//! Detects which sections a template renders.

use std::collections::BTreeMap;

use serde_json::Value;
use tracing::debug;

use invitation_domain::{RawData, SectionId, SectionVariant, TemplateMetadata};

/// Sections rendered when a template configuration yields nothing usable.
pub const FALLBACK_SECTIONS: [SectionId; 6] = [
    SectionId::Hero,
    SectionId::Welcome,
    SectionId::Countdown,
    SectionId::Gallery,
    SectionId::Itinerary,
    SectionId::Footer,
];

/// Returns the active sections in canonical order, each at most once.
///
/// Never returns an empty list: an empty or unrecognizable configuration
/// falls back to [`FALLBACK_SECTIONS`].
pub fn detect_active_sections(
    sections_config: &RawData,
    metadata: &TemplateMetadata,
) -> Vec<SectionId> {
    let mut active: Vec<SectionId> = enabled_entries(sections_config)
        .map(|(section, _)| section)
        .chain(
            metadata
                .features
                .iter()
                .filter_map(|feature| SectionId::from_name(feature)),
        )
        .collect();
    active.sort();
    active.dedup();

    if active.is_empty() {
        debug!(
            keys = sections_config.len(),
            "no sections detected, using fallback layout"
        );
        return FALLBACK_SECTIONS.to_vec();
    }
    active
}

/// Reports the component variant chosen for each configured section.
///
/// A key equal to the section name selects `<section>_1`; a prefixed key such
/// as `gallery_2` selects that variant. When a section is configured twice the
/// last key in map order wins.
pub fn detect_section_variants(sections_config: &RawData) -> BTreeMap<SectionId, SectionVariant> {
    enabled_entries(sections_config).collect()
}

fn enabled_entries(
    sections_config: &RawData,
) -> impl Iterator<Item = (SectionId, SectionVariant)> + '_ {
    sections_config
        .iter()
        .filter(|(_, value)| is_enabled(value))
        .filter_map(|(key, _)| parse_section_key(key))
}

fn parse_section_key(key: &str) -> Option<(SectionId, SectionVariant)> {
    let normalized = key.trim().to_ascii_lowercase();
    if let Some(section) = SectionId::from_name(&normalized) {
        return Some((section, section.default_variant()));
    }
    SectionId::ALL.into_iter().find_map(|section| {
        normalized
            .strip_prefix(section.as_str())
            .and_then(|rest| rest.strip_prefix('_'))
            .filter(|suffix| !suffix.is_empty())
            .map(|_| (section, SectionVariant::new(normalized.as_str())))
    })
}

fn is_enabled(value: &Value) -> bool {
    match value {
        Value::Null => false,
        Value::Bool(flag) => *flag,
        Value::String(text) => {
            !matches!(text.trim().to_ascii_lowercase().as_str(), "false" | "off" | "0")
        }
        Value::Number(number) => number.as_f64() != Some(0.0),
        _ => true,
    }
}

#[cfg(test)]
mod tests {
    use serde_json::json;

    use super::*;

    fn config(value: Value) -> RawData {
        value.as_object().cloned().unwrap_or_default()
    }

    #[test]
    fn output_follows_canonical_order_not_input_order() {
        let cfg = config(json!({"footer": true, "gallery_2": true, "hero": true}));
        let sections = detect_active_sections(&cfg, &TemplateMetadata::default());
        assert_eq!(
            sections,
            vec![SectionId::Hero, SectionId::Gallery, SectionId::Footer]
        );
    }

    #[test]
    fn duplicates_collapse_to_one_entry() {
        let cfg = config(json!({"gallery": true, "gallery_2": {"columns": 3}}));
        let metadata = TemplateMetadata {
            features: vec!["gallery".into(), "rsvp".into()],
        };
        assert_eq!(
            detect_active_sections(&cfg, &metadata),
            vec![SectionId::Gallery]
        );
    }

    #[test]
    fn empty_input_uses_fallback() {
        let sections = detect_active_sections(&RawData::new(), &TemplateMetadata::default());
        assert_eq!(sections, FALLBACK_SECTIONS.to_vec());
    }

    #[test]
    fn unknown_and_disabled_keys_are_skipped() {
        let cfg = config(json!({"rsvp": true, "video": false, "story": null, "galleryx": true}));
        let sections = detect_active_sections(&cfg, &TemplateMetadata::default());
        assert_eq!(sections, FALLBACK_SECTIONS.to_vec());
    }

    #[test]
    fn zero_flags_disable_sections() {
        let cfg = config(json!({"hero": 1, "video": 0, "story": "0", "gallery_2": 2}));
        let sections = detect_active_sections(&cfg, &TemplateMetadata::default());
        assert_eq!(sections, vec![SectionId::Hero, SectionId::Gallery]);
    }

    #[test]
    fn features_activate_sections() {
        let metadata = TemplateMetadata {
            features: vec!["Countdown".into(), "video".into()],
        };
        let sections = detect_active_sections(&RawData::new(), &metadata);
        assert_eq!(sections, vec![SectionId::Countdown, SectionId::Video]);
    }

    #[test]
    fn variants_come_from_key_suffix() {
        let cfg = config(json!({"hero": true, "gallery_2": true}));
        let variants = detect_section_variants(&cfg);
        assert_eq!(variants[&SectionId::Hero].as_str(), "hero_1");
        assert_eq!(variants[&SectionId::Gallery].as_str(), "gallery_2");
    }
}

==

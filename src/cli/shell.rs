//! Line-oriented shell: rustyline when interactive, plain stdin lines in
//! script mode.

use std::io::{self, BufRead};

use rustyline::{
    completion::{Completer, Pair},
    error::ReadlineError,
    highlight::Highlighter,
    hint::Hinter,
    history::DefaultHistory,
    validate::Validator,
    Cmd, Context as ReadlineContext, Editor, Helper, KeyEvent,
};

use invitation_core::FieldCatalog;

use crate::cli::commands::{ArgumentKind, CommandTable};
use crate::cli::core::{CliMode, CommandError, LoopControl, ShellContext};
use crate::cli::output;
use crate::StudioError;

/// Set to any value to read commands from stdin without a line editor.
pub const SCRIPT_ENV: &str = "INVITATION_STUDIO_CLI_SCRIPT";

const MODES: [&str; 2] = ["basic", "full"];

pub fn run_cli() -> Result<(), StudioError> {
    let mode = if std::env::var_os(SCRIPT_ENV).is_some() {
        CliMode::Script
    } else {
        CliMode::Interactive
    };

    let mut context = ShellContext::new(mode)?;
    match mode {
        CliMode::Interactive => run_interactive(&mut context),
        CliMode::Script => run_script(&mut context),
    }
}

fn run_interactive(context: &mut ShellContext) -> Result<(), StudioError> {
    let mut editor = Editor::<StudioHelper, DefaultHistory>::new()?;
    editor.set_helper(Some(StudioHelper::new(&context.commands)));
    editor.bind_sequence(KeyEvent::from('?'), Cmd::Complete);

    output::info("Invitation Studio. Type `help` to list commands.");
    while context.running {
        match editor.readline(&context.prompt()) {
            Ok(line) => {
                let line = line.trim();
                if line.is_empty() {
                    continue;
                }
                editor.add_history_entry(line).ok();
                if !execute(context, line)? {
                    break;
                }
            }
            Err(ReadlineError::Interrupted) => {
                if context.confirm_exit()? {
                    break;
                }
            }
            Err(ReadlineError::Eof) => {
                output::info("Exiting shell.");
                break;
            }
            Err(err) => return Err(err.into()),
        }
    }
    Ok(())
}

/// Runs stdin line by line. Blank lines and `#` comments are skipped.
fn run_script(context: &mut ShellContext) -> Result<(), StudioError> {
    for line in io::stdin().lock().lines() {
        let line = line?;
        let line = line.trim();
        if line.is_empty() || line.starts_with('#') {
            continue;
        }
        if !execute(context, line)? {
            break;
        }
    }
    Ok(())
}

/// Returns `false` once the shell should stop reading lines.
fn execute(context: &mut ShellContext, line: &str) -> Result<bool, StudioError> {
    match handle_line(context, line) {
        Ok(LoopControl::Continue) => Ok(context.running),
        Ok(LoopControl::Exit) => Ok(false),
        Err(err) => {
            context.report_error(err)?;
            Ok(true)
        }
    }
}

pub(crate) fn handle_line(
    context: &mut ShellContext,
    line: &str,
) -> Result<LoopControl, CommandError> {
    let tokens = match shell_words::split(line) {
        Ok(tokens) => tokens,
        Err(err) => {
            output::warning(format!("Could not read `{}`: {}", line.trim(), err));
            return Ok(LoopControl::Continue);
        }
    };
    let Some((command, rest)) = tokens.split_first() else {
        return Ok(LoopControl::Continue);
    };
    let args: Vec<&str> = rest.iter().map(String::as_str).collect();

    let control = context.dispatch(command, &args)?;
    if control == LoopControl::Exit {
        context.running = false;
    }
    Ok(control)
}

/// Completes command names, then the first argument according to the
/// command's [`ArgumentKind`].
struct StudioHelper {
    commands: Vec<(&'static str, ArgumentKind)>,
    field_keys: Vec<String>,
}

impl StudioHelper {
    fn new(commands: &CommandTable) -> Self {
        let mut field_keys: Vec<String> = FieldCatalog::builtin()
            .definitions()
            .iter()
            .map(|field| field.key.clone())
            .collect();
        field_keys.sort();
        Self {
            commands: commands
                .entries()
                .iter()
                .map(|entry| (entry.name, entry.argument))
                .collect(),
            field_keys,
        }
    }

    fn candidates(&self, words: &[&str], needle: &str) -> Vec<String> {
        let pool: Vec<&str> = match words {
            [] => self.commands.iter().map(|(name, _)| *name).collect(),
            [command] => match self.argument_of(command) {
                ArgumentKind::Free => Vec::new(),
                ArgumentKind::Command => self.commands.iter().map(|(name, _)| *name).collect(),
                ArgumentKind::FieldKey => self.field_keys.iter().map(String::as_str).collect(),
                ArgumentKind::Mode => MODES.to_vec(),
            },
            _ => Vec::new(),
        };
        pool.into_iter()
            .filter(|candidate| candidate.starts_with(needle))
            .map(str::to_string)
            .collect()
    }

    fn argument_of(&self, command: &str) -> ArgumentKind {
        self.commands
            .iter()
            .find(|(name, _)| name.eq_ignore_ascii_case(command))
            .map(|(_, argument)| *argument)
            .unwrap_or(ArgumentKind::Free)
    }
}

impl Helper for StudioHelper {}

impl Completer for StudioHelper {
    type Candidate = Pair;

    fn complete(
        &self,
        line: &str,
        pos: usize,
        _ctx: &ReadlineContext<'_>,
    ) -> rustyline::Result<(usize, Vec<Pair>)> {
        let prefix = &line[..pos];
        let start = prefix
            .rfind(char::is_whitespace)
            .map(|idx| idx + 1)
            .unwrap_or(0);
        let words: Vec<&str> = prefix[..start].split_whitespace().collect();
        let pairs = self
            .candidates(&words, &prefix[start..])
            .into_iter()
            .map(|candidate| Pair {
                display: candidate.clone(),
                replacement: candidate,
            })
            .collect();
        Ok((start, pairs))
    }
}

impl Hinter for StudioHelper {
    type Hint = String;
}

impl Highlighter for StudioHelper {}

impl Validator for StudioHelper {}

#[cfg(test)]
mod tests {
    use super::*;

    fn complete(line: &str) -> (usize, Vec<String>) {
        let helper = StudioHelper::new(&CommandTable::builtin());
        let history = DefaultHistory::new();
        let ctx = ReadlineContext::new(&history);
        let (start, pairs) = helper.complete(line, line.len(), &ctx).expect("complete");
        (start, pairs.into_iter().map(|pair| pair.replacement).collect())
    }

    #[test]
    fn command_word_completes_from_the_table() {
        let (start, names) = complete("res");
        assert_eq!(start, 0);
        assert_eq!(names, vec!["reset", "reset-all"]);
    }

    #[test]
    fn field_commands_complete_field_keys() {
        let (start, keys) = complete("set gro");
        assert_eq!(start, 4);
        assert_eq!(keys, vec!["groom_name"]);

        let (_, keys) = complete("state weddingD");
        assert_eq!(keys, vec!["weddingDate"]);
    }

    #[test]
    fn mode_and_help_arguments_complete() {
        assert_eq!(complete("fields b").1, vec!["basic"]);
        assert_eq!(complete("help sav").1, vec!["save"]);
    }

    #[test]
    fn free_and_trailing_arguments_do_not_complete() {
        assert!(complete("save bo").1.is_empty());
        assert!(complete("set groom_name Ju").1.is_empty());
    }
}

--

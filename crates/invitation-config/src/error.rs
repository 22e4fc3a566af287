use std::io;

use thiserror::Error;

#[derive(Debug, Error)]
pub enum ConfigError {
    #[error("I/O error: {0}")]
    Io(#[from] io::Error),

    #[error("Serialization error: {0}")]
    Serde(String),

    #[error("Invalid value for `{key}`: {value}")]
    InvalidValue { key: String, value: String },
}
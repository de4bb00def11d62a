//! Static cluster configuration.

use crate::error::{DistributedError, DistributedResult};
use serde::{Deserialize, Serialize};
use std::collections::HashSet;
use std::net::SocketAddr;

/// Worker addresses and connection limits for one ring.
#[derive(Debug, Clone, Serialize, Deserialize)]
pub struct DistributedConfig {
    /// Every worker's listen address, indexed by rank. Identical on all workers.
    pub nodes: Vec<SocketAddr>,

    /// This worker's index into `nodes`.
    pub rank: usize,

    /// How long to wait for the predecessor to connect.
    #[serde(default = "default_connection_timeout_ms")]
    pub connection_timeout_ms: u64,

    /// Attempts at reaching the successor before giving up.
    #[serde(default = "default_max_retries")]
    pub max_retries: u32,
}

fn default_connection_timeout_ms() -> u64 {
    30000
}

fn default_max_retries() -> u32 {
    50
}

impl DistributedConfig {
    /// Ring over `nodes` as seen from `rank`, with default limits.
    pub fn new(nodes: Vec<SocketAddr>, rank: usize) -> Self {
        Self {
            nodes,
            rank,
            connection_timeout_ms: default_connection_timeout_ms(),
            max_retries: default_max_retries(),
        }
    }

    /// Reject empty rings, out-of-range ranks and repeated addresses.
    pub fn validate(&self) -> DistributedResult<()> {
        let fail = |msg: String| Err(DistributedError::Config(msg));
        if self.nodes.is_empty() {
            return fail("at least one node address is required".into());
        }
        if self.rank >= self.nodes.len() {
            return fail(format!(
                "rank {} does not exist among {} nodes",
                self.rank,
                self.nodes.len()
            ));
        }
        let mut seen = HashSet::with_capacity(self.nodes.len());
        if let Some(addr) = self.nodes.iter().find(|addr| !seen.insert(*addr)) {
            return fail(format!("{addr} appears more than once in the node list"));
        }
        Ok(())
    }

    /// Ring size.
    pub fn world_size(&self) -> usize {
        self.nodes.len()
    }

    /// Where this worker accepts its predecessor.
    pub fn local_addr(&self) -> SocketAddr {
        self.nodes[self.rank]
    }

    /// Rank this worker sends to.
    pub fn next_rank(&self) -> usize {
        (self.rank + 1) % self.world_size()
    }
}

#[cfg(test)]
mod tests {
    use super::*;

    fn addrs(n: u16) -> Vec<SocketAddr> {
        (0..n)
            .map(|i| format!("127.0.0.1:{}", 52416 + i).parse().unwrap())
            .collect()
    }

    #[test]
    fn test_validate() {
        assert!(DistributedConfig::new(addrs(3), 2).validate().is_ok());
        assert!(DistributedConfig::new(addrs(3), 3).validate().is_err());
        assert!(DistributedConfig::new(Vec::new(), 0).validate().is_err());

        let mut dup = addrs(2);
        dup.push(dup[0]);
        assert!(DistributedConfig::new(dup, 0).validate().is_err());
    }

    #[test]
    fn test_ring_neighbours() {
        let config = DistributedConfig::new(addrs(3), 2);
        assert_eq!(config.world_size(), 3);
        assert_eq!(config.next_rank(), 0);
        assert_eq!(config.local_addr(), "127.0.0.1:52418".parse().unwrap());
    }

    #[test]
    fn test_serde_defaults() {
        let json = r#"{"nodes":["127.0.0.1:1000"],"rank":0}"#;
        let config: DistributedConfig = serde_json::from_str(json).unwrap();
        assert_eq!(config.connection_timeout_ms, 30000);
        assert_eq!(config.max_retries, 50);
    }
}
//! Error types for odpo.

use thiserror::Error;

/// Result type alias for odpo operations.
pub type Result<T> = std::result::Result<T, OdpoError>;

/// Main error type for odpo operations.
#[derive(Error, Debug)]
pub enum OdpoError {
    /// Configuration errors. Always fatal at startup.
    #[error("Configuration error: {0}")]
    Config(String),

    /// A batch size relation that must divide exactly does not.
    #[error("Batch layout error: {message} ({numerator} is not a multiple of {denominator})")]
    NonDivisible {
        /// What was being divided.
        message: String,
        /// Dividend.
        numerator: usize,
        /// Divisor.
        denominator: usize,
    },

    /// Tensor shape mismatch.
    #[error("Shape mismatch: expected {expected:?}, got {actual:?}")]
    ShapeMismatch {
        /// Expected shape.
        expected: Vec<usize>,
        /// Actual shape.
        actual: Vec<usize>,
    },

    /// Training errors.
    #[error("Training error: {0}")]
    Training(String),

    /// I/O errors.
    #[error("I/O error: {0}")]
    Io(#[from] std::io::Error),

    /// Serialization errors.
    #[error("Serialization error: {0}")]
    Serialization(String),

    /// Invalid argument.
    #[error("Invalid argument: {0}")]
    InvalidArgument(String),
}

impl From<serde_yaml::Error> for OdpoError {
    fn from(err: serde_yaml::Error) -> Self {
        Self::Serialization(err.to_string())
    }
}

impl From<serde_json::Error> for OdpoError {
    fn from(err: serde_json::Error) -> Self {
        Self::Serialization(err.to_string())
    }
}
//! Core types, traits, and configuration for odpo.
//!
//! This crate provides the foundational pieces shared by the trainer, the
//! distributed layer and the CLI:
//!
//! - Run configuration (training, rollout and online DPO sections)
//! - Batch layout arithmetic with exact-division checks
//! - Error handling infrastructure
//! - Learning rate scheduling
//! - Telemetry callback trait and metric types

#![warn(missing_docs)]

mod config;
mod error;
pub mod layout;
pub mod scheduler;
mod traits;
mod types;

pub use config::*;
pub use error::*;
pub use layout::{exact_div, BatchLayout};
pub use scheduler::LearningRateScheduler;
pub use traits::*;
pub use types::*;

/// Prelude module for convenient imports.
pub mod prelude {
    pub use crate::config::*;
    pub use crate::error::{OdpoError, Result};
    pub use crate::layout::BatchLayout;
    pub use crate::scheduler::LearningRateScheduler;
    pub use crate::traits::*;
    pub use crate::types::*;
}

_REQUIRED ACTION_
Count every line in the listing above that holds "builtin", then report only the count.

_TASK RESPONSE_
2